### Data extract
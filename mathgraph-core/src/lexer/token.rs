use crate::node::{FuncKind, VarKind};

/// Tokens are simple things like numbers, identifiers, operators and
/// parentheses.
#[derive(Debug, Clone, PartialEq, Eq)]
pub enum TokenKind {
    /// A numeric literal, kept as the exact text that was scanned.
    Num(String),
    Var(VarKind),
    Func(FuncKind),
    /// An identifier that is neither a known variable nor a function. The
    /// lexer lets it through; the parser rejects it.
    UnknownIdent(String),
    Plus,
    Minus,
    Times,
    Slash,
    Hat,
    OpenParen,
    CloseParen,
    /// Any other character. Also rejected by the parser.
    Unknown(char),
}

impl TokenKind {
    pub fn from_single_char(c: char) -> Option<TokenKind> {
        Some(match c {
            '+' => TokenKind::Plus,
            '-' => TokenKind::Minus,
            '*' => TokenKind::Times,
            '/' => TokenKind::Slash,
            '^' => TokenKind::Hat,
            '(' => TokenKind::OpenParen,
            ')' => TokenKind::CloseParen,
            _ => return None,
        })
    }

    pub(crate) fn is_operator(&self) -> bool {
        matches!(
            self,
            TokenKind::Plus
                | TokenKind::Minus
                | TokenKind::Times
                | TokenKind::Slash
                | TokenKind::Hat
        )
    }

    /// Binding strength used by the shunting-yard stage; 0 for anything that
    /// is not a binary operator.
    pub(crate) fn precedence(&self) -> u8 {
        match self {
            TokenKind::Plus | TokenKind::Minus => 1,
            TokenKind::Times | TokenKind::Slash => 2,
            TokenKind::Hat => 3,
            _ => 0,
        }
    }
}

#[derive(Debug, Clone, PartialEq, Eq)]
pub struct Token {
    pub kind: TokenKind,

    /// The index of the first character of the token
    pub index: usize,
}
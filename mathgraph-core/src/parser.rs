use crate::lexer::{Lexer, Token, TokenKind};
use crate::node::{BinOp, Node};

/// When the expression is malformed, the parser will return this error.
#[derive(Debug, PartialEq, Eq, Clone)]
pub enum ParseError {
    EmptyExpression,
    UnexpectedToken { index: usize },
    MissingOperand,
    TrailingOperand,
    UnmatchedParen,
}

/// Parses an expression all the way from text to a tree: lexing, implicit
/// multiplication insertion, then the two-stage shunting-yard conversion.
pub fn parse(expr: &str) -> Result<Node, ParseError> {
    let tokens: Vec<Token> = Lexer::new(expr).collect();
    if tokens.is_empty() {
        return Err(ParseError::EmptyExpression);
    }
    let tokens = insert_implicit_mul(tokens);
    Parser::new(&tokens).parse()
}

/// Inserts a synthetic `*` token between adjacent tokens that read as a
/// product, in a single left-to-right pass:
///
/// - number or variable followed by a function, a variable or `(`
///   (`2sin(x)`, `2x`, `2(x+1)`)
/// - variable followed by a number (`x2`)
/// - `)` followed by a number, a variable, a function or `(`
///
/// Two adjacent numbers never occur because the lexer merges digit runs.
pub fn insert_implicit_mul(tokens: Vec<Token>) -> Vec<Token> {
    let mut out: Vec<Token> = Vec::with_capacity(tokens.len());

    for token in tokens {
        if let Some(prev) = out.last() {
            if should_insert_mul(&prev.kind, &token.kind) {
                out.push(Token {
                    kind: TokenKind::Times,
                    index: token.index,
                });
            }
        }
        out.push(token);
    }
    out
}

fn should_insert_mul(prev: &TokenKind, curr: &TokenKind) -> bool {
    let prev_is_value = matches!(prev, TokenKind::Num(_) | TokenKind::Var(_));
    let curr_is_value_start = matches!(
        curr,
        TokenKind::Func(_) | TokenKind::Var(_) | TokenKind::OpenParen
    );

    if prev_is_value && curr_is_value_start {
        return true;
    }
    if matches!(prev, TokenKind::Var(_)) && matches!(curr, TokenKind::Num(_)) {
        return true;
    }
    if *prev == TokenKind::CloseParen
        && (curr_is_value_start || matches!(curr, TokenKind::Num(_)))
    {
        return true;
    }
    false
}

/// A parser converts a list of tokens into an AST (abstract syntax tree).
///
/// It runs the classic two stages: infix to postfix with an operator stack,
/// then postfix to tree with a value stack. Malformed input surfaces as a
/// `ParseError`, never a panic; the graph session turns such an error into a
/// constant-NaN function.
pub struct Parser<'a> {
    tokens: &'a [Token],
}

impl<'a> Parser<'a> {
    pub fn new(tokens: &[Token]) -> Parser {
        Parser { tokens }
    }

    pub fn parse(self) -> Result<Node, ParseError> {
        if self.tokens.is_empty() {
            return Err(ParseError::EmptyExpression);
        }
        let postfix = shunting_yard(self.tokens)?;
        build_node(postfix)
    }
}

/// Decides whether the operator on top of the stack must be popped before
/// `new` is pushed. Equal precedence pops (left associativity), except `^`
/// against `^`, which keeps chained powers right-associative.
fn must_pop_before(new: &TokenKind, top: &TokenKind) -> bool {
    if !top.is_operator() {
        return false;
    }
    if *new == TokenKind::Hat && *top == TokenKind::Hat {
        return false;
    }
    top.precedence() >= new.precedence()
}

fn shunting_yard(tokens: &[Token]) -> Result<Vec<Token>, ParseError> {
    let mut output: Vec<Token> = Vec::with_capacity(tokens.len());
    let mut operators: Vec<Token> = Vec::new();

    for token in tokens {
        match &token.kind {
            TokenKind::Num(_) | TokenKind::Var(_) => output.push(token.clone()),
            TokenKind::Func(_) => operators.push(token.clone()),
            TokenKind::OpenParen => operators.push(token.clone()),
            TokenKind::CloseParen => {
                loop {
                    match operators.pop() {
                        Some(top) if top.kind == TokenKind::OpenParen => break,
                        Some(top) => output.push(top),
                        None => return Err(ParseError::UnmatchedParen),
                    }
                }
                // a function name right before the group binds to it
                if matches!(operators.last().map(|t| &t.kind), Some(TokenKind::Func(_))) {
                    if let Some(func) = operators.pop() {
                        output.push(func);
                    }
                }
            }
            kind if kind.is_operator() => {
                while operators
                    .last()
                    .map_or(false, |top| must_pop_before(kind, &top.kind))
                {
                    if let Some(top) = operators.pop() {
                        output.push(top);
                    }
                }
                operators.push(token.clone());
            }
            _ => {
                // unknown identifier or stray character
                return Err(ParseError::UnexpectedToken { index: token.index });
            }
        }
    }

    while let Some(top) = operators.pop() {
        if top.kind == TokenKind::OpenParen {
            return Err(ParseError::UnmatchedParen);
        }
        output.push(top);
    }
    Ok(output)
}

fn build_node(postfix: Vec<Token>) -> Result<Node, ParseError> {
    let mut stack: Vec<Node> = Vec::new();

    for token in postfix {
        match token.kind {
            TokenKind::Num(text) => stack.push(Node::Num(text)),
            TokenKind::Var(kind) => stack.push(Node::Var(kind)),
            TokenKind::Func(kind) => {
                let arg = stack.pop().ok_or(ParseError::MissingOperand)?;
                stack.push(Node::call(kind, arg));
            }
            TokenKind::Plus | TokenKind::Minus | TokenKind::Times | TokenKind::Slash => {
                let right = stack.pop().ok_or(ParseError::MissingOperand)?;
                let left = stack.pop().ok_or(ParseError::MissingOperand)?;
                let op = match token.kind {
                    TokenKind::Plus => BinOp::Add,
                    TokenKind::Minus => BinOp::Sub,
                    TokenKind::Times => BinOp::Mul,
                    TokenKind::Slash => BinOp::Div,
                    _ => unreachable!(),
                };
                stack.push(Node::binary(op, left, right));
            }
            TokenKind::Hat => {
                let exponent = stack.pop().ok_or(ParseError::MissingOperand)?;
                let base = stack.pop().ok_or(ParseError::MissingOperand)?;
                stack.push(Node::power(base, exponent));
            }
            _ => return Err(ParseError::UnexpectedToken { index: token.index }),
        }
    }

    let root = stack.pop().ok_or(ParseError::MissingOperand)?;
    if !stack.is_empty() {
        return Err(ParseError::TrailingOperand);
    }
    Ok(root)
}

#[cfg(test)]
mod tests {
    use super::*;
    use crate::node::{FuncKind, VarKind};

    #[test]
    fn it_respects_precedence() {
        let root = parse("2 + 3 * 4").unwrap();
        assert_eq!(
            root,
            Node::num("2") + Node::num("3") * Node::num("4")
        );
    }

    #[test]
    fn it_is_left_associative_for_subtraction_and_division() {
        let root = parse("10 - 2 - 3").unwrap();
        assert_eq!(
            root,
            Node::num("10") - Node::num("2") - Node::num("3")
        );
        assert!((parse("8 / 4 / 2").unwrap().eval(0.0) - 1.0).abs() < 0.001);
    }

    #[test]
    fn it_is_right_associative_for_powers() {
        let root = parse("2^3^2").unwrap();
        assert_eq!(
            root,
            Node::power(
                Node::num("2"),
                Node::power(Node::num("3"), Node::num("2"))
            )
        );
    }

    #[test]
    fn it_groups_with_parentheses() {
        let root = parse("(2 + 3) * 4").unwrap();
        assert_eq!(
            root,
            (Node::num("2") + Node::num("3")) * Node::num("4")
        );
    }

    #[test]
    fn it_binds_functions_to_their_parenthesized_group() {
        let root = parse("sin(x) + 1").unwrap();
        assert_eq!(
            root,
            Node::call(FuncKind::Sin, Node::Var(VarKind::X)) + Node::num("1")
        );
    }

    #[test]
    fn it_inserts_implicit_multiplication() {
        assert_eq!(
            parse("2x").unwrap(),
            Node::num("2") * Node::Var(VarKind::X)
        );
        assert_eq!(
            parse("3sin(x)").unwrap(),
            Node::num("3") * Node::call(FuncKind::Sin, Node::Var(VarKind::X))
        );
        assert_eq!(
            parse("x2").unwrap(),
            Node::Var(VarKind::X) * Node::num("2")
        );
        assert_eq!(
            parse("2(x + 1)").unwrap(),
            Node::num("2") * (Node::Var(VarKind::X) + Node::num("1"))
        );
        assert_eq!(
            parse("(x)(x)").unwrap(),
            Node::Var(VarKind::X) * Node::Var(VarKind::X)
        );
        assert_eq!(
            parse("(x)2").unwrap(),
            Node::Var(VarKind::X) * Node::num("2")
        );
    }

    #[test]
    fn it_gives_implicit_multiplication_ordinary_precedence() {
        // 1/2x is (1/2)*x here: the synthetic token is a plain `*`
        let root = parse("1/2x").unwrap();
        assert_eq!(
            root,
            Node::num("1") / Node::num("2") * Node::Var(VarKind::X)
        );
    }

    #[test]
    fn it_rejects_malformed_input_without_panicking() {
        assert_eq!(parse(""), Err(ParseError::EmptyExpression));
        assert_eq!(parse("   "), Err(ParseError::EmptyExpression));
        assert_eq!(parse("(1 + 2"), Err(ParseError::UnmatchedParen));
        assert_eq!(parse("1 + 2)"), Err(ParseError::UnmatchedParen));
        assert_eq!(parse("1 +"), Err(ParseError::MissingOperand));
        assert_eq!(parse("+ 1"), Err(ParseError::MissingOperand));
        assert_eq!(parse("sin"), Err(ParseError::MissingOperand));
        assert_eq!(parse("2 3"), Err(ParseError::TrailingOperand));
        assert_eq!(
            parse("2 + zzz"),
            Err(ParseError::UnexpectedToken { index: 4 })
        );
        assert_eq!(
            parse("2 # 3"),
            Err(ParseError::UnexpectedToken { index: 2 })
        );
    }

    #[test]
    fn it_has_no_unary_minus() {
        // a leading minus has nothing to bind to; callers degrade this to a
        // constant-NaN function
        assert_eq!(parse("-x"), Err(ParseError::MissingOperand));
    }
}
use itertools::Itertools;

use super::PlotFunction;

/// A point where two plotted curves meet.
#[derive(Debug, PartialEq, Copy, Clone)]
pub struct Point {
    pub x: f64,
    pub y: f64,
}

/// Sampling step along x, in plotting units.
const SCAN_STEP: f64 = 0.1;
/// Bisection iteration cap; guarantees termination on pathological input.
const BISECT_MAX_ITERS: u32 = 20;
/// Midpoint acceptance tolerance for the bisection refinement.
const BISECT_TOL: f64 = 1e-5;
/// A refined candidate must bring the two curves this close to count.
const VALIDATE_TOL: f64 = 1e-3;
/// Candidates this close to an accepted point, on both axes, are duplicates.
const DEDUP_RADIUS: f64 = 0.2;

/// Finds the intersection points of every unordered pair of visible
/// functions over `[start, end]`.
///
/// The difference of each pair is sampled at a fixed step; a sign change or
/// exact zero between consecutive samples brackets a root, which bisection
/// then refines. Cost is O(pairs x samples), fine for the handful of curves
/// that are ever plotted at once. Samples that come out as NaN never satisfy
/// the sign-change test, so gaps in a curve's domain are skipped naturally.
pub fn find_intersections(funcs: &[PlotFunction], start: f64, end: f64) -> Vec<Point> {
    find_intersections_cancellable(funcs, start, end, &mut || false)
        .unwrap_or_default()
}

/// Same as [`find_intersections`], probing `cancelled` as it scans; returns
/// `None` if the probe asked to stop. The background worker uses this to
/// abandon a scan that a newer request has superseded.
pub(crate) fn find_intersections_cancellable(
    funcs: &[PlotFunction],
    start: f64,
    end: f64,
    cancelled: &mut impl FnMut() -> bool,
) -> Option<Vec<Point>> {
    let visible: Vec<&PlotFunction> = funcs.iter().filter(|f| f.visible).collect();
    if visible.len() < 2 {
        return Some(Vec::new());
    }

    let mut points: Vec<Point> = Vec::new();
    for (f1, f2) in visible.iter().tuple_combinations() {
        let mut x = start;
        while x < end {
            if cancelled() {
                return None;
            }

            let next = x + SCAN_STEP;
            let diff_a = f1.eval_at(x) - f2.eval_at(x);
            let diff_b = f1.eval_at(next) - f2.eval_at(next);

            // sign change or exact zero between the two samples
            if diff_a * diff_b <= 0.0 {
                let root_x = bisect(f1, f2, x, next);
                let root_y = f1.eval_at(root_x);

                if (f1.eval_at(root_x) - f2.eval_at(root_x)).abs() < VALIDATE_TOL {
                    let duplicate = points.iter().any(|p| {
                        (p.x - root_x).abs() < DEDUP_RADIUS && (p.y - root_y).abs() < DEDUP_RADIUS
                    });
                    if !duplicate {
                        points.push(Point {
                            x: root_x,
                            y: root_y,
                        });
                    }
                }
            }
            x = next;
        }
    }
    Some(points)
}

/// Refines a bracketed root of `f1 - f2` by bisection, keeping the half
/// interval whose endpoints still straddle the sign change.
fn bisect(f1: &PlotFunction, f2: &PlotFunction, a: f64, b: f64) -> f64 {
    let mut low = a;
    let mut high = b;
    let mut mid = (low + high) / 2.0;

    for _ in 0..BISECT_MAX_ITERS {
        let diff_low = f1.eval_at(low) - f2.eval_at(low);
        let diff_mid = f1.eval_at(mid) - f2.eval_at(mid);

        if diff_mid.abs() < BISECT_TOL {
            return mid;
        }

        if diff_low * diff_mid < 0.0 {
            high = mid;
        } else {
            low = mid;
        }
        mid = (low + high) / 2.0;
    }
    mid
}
######
**Your goal:** Among the lines above, find those that contain the word "PlotFunction" and copy them.

**Exercise solution:**
use super::PlotFunction;
pub fn find_intersections(funcs: &[PlotFunction], start: f64, end: f64) -> Vec<Point> {
    funcs: &[PlotFunction],
    let visible: Vec<&PlotFunction> = funcs.iter().filter(|f| f.visible).collect();
fn bisect(f1: &PlotFunction, f2: &PlotFunction, a: f64, b: f64) -> f64 {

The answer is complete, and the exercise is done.